Picture of Seeing a Robot Going Down a Staircase
Bay Area Actor Agnieszka Pilat began her career as a classical painter and illustrator, spending her days away in a photo painting studio. From Poland, he struggled to enter the San Francisco art competition: Galleries were not interested in his work and he felt he was alienated, until a local art collector approached him with a suggestion. She was not interested in the ballerinas she always painted, but liked her expressive style of painting. He renovated buildings by day, and often hid old artifacts he retrieved from his office sites. He invites Pilate to come and paint him anything from his collection of inappropriate objects. That’s when he meets his first mechanical subject: a “beautiful, vintage” red fire bell.
That experience sent his artistic career in a new direction. Suddenly, galleries were interested in his work, and he started making money.
“In a sense painting a machine especially connects me to people,” Pilate said.
His possession for old machines later led him to a stay on board USS Hornet, a World War II aircraft carrier in Alameda, California.

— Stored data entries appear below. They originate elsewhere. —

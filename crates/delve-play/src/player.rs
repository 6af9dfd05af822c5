//! Player state management.

use delve_core::LocationId;

/// Where the player is and how far they have walked.
#[derive(Debug, Clone, PartialEq, Eq)]
pub struct PlayerState {
    /// Current location.
    pub location: LocationId,
    /// Number of successful moves.
    pub moves: u32,
}

impl PlayerState {
    /// Create a player standing at `location`.
    pub fn new(location: LocationId) -> Self {
        Self { location, moves: 0 }
    }

    /// Move the player to `location`.
    pub fn travel_to(&mut self, location: LocationId) {
        self.location = location;
        self.moves = self.moves.saturating_add(1);
    }
}
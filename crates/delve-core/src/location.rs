use std::collections::BTreeMap;
use std::fmt;

use tracing::debug;

use crate::error::{CoreError, CoreResult};
use crate::thing::{Item, Npc};

/// A node of the map: a named place with exits, NPCs and items.
///
/// Neighbors are held by value. [`Location::add_location`] stores a clone of
/// the linked location, so later changes to the original (marking it visited,
/// adding an NPC) are not seen through this location's exits. Use
/// [`Dungeon`](crate::Dungeon) when exits must observe live state.
#[derive(Debug, Clone, PartialEq, Eq)]
pub struct Location {
    name: String,
    description: String,
    visited: bool,
    neighbors: BTreeMap<String, Location>,
    npcs: Vec<Npc>,
    items: Vec<Item>,
}

impl Location {
    /// Create an unvisited location with no exits, NPCs or items.
    pub fn new(name: impl Into<String>, description: impl Into<String>) -> Self {
        Self {
            name: name.into(),
            description: description.into(),
            visited: false,
            neighbors: BTreeMap::new(),
            npcs: Vec::new(),
            items: Vec::new(),
        }
    }

    /// Display name of the location.
    pub fn name(&self) -> &str {
        &self.name
    }

    /// Text shown when the location is printed.
    pub fn description(&self) -> &str {
        &self.description
    }

    /// A copy of the neighbor map, keyed by direction.
    pub fn locations(&self) -> BTreeMap<String, Location> {
        self.neighbors.clone()
    }

    /// The neighbor stored under `direction`, if any.
    pub fn neighbor(&self, direction: &str) -> Option<&Location> {
        self.neighbors.get(direction)
    }

    /// Direction labels in key order.
    pub fn directions(&self) -> impl Iterator<Item = &str> {
        self.neighbors.keys().map(String::as_str)
    }

    /// Store a snapshot of `location` as the neighbor in `direction`.
    ///
    /// Fails with [`CoreError::EmptyDirection`] for an empty label and with
    /// [`CoreError::DuplicateDirection`] if the label is already in use.
    pub fn add_location(
        &mut self,
        direction: impl Into<String>,
        location: &Location,
    ) -> CoreResult<()> {
        let direction = direction.into();
        if direction.is_empty() {
            return Err(CoreError::EmptyDirection);
        }
        if self.neighbors.contains_key(&direction) {
            return Err(CoreError::DuplicateDirection(direction));
        }

        debug!(from = %self.name, to = %location.name, %direction, "linked location");
        self.neighbors.insert(direction, location.clone());
        Ok(())
    }

    /// Append an NPC. Duplicates are allowed.
    pub fn add_npc(&mut self, npc: Npc) {
        self.npcs.push(npc);
    }

    /// A copy of the NPCs here, in the order they were added.
    pub fn npcs(&self) -> Vec<Npc> {
        self.npcs.clone()
    }

    /// Append an item. Duplicates are allowed.
    pub fn add_item(&mut self, item: Item) {
        self.items.push(item);
    }

    /// A copy of the items here, in the order they were added.
    pub fn items(&self) -> Vec<Item> {
        self.items.clone()
    }

    /// Mark the location as visited. Repeated calls have no further effect.
    pub fn set_visited(&mut self) {
        self.visited = true;
    }

    /// Whether the player has been here.
    pub fn visited(&self) -> bool {
        self.visited
    }

    pub(crate) fn npc_slice(&self) -> &[Npc] {
        &self.npcs
    }

    pub(crate) fn item_slice(&self) -> &[Item] {
        &self.items
    }
}

impl fmt::Display for Location {
    fn fmt(&self, f: &mut fmt::Formatter<'_>) -> fmt::Result {
        let exits = self.neighbors.iter().map(|(direction, neighbor)| {
            (direction.as_str(), neighbor.name(), neighbor.visited())
        });
        write_listing(f, self, exits)
    }
}

/// Write the printable listing of `location`.
///
/// Each exit is `(direction, neighbor name, neighbor visited)`.
pub(crate) fn write_listing<'a, W: fmt::Write>(
    out: &mut W,
    location: &Location,
    exits: impl Iterator<Item = (&'a str, &'a str, bool)>,
) -> fmt::Result {
    writeln!(out, "{} - {}", location.name(), location.description())?;

    writeln!(out, "You see the following NPCs:")?;
    for npc in location.npc_slice() {
        writeln!(out, "    - {npc}")?;
    }

    writeln!(out, "You see the following Items:")?;
    for item in location.item_slice() {
        writeln!(out, "    - {item}")?;
    }

    writeln!(out, "You can go in the following Directions:")?;
    for (direction, name, visited) in exits {
        let marker = if visited { " (Visited)" } else { "" };
        writeln!(out, "    - {direction} - {name}{marker}")?;
    }
    Ok(())
}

There, he painted a series of photographs of the ship’s mechanical elements, including exhaust from a Sikorsky helicopter and an airplane engine that he wrapped in Rosie the Riveter ribbons.

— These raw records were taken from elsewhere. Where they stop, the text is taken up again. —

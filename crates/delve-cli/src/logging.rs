use tracing_subscriber::EnvFilter;

/// Install the global tracing subscriber, writing to stderr.
///
/// An explicit `level` wins, then `RUST_LOG`, then `warn`.
pub fn init(level: Option<&str>) {
    let filter = match level {
        Some(level) => EnvFilter::new(level),
        None => EnvFilter::try_from_default_env().unwrap_or_else(|_| EnvFilter::new("warn")),
    };

    tracing_subscriber::fmt()
        .with_env_filter(filter)
        .with_writer(std::io::stderr)
        .with_target(true)
        .init();
}
//! Interactive exploration engine for delve.
//!
//! Turns player input into moves through a [`Dungeon`](delve_core::Dungeon):
//! a small command parser, the player's position and move count, a session that
//! marks rooms visited as the player walks in, and the built-in starter
//! dungeon.

/// Command parsing for player input.
pub mod command;
/// Session configuration.
pub mod config;
/// Error types for the play engine.
pub mod error;
/// Player state management.
pub mod player;
/// Game session management.
pub mod session;
/// The built-in starter dungeon.
pub mod starter;

pub use command::{Command, expand_direction, parse_command};
pub use config::PlayConfig;
pub use error::{PlayError, PlayResult};
pub use player::PlayerState;
pub use session::GameSession;
pub use starter::starter_dungeon;
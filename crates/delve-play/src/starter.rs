//! The built-in starter dungeon.

use delve_core::{CoreResult, Dungeon, Item, Location, Npc};

/// Build the small dungeon the `delve` binary plays by default.
///
/// The cave is added first, so a session without a configured start begins
/// there.
pub fn starter_dungeon() -> CoreResult<Dungeon> {
    let mut dungeon = Dungeon::new("The Hollow Hills");

    let mut cave = Location::new("Cave", "A dark cave");
    cave.add_npc(Npc::new("Goblin").with_description("A wiry goblin gnawing on a bone."));
    cave.add_item(Item::new("Torch").with_description("Pitch-soaked rags on a stick."));

    let mut forest = Location::new("Forest", "A green forest");
    forest.add_npc(Npc::new("Old Hermit").with_description("Mutters about the river and its key."));
    forest.add_item(Item::new("Walking Stick"));

    let mut river = Location::new("River", "A fast, cold river");
    river.add_item(Item::new("Rusty Key").with_description("It might still turn a lock."));

    let mut crypt = Location::new("Crypt", "A low crypt lined with bones");
    crypt.add_npc(Npc::new("Skeleton").with_description("It rattles when you breathe."));
    crypt.add_item(Item::new("Silver Ring"));

    let cave = dungeon.add_location(cave)?;
    let forest = dungeon.add_location(forest)?;
    let river = dungeon.add_location(river)?;
    let crypt = dungeon.add_location(crypt)?;

    dungeon.link_both(cave, "north", forest, "south")?;
    dungeon.link_both(forest, "east", river, "west")?;
    dungeon.link_both(cave, "down", crypt, "up")?;

    dungeon.log_summary();
    Ok(dungeon)
}
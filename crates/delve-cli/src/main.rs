//! CLI frontend for the delve dungeon crawler.

mod commands;
mod logging;

use std::process;

use clap::{Parser, Subcommand};
use colored::Colorize;
use delve_play::PlayConfig;

#[derive(Parser)]
#[command(
    name = "delve",
    about = "delve - a small text-adventure dungeon crawler",
    version,
    propagate_version = true
)]
struct Cli {
    /// Log filter (e.g. debug, delve_play=trace). Overrides RUST_LOG
    #[arg(long, global = true, env = "DELVE_LOG")]
    log_level: Option<String>,

    #[command(subcommand)]
    command: Commands,
}

#[derive(Subcommand)]
enum Commands {
    /// Explore the dungeon, reading one command per line from stdin
    Play {
        /// Name of the starting location (default: the cave)
        #[arg(short, long, env = "DELVE_START")]
        start: Option<String>,

        /// Prompt printed before each command
        #[arg(long, env = "DELVE_PROMPT", default_value = "> ")]
        prompt: String,
    },

    /// Print a location with its NPCs, items and exits
    Show {
        /// Location name (case-insensitive). Shows every location if omitted
        name: Option<String>,
    },

    /// List every location and where its exits lead
    Map,
}

fn main() {
    let cli = Cli::parse();
    logging::init(cli.log_level.as_deref());

    let result = match cli.command {
        Commands::Play { start, prompt } => {
            let mut config = PlayConfig::default().with_prompt(prompt);
            config.start = start;
            commands::play::run(&config)
        }
        Commands::Show { name } => commands::show::run(name.as_deref()),
        Commands::Map => commands::map::run(),
    };

    if let Err(e) = result {
        eprintln!("{} {e}", "error:".red().bold());
        process::exit(1);
    }
}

“These are real souls, these machines,” Pilate recalls.
He began looking for opportunities at several Bay Area tech companies: Wrightspeed Powertrains, Autodesk, and Waymo. In Waymo, Pilate spent several months trying to paint the Lidar component on the self -driving force, only to stop in disappointment. As a photo artist, he seeks history, personality, form of appearance-qualities he strives to find in Waymo’s compact roomeop dome.
“It’s starting to come out really counterintuitive,” he said. “The way I think about new technologies, they’re like teenagers. As a classic painter, your job is to get the core of the sitting, not the superficial. These machines, they don’t have souls. ”

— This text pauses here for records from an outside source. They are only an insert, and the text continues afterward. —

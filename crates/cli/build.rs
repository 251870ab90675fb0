use std::process::Command;

fn main() {
    // Embed git commit hash for version info
    println!("cargo:rerun-if-changed=../../.git/HEAD");

    let git_hash = Command::new("git")
        .args(["rev-parse", "--short=7", "HEAD"])
        .output()
        .ok()
        .filter(|output| output.status.success())
        .and_then(|output| String::from_utf8(output.stdout).ok())
        .map(|s| s.trim().to_string())
        .unwrap_or_else(|| "unknown".to_string());

    println!("cargo:rustc-env=GIT_COMMIT_HASH={}", git_hash);
}
// Configuration loading

pub mod error;
pub mod settings;

pub use error::ConfigError;
pub use settings::{Settings, ENV_API_KEY, ENV_IDENTITY_URL};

It felt like a bitter personal failure, he said, but Pilate continued to look for an opportunity to bring even more new technologies to the canvas.
He saw the videos on Spot, Boston Dynamics ’robotic dog that is famous on the popular Youtube channel, and longs to meet it, maybe draw it too. An industry friend introduced himself for his name, and Boston Dynamics invited him to their 180,000-square-foot facility in Waltham, Massachusetts, for a visit. His original purpose was to go and “make a little sketch,” but that sketch turned into a year of sketches and many encounters with some of the most advanced robots.